### Problem
Go through the data and copy each line that holds "handler".

### Information provided

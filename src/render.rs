//! Presentation layer — a pure function of the session state.
//!
//! Four mutually exclusive branches keyed by the loading state, plus the
//! always-present header and search/suggestion region. The print variant
//! drops the chrome and switches to the light palette; everything else is
//! identical between screen and print.
//!
//! No function here touches the DOM: rendering goes through ratatui
//! frames only, so every branch is testable against a `TestBackend`
//! (`tests/lint_render.rs` enforces this).

use std::cell::RefCell;
use std::rc::Rc;

use ratzilla::ratatui::layout::{Alignment, Constraint, Direction, Layout, Rect};
use ratzilla::ratatui::style::{Modifier, Style};
use ratzilla::ratatui::text::{Line, Span};
use ratzilla::ratatui::widgets::{Block, Borders, Paragraph, Wrap};
use ratzilla::ratatui::Frame;

use crate::app::{
    AppState, LoadingState, PRINT_INFOGRAPHIC, RETRY_FETCH, SUBMIT_SEARCH, SUGGESTED_TOPICS,
    SUGGESTION_BASE,
};
use crate::chart;
use crate::input::{is_narrow_layout, ClickState};
use crate::model::{
    format_growth, format_inr, hashtag, skill_intersection, Career, InfographicData,
};
use crate::theme::{palette, Palette, Theme};
use crate::widgets::ChipBar;

pub fn render(state: &AppState, f: &mut Frame, area: Rect, click_state: &Rc<RefCell<ClickState>>) {
    let theme = if state.print_palette_active() {
        Theme::Print
    } else {
        Theme::Screen
    };
    let colors = palette(theme);

    if theme == Theme::Print {
        // Print variant: no header, no search, no chips.
        render_content(state, f, area, &colors, click_state);
        return;
    }

    let chip_width = area.width.saturating_sub(4);
    let chip_rows = suggestion_chips(&colors).rows(chip_width);

    let chunks = Layout::default()
        .direction(Direction::Vertical)
        .constraints([
            Constraint::Length(3),                 // Header bar
            Constraint::Length(4 + chip_rows),     // Search box + chips
            Constraint::Min(8),                    // Branch content
        ])
        .split(area);

    render_header(f, chunks[0], &colors, click_state);
    render_controls(state, f, chunks[1], &colors, click_state);
    render_content(state, f, chunks[2], &colors, click_state);
}
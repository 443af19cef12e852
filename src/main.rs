mod app;
mod chart;
mod gemini;
mod input;
mod model;
mod render;
mod theme;
mod time;
mod widgets;

use std::{cell::RefCell, io, rc::Rc};

use ratzilla::event::{KeyCode, MouseButton, MouseEventKind};
use ratzilla::ratatui::Terminal;
use ratzilla::{DomBackend, WebRenderer};

use app::{
    AppState, DEFAULT_TOPIC, PRINT_INFOGRAPHIC, RETRY_FETCH, SUBMIT_SEARCH, SUGGESTED_TOPICS,
    SUGGESTION_BASE,
};
use gemini::GeminiClient;
use input::{pixel_x_to_col, pixel_y_to_row, ClickState, InputEvent};

/// Query the grid container's bounding rect and convert pixel coordinates
/// to a terminal cell.
fn dom_pixel_to_cell(mouse_x: u32, mouse_y: u32, cs: &ClickState) -> Option<(u16, u16)> {
    let window = web_sys::window()?;
    let document = window.document()?;

    // DomBackend creates a <div> as the grid container inside <body>.
    let grid = document.query_selector("body > div").ok()??;
    let rect = grid.get_bounding_client_rect();

    let click_x = mouse_x as f64 - rect.left();
    let click_y = mouse_y as f64 - rect.top();

    let col = pixel_x_to_col(click_x, rect.width(), cs.terminal_cols)?;
    let row = pixel_y_to_row(click_y, rect.height(), cs.terminal_rows)?;
    Some((col, row))
}

/// Kick off one generation request. The token handed out by `begin_fetch`
/// travels with the spawned future, so a completion that has been
/// superseded by a newer request is discarded on arrival.
fn start_fetch(app: &Rc<RefCell<AppState>>, client: &GeminiClient, topic: String) {
    let token = app.borrow_mut().begin_fetch(&topic);
    log::info!("generating infographic for {:?} (request {})", topic, token);

    #[cfg(target_arch = "wasm32")]
    {
        let app = app.clone();
        let client = client.clone();
        wasm_bindgen_futures::spawn_local(async move {
            match client.generate(&topic).await {
                Ok(data) => app.borrow_mut().apply_success(token, data),
                Err(err) => app.borrow_mut().apply_error(token, &err),
            }
        });
    }
    #[cfg(not(target_arch = "wasm32"))]
    let _ = (client, token);
}

fn dispatch(app: &Rc<RefCell<AppState>>, client: &GeminiClient, event: InputEvent) {
    match event {
        InputEvent::Char(c) => {
            app.borrow_mut().input.push(c);
        }
        InputEvent::Backspace => {
            app.borrow_mut().input.pop();
        }
        InputEvent::Enter | InputEvent::Click(SUBMIT_SEARCH) => {
            let submitted = app.borrow_mut().submit();
            if let Some(topic) = submitted {
                start_fetch(app, client, topic);
            }
        }
        InputEvent::Click(RETRY_FETCH) => {
            let topic = app.borrow().retry_topic();
            start_fetch(app, client, topic);
        }
        InputEvent::Click(PRINT_INFOGRAPHIC) => {
            app.borrow_mut().request_print();
        }
        InputEvent::Click(id)
            if (SUGGESTION_BASE..SUGGESTION_BASE + SUGGESTED_TOPICS.len() as u16)
                .contains(&id) =>
        {
            let chosen = app
                .borrow_mut()
                .choose_suggestion((id - SUGGESTION_BASE) as usize);
            if let Some(topic) = chosen {
                start_fetch(app, client, topic);
            }
        }
        InputEvent::Click(_) => {}
    }
}

fn main() -> io::Result<()> {
    console_error_panic_hook::set_once();
    let _ = console_log::init_with_level(log::Level::Debug);

    let app = Rc::new(RefCell::new(AppState::new()));
    let client = GeminiClient::from_build_env();
    let click_state = Rc::new(RefCell::new(ClickState::new()));

    let backend = DomBackend::new()?;
    let terminal = Terminal::new(backend)?;

    // Mouse/touch click handler
    terminal.on_mouse_event({
        let app = app.clone();
        let client = client.clone();
        let click_state = click_state.clone();
        move |mouse_event| {
            if mouse_event.event != MouseEventKind::Pressed
                || mouse_event.button != MouseButton::Left
            {
                return;
            }

            let cs = click_state.borrow();
            if cs.terminal_rows == 0 || cs.terminal_cols == 0 {
                return;
            }
            let action = dom_pixel_to_cell(mouse_event.x, mouse_event.y, &cs)
                .and_then(|(col, row)| cs.hit_test(col, row));
            drop(cs);

            if let Some(id) = action {
                dispatch(&app, &client, InputEvent::Click(id));
            }
        }
    });

    // Keyboard handler — everything printable edits the search box.
    terminal.on_key_event({
        let app = app.clone();
        let client = client.clone();
        move |key_event| match key_event.code {
            KeyCode::Char(c) => dispatch(&app, &client, InputEvent::Char(c)),
            KeyCode::Backspace => dispatch(&app, &client, InputEvent::Backspace),
            KeyCode::Enter => dispatch(&app, &client, InputEvent::Enter),
            _ => {}
        }
    });

    // Initial load: exactly one automatic fetch with the default topic.
    start_fetch(&app, &client, DEFAULT_TOPIC.to_string());

    terminal.draw_web({
        let click_state = click_state.clone();
        move |f| {
            {
                let mut state = app.borrow_mut();
                state.pulse.advance();
                if state.advance_print() {
                    // A print-palette frame is already on screen.
                    #[cfg(target_arch = "wasm32")]
                    if let Some(window) = web_sys::window() {
                        let _ = window.print();
                    }
                }
            }

            let state = app.borrow();
            let size = f.area();
            {
                let mut cs = click_state.borrow_mut();
                cs.terminal_cols = size.width;
                cs.terminal_rows = size.height;
                cs.clear_targets();
            }
            render::render(&state, f, size, &click_state);
        }
    });

    Ok(())
}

### The answer
    // Mouse/touch click handler
    // Keyboard handler — everything printable edits the search box.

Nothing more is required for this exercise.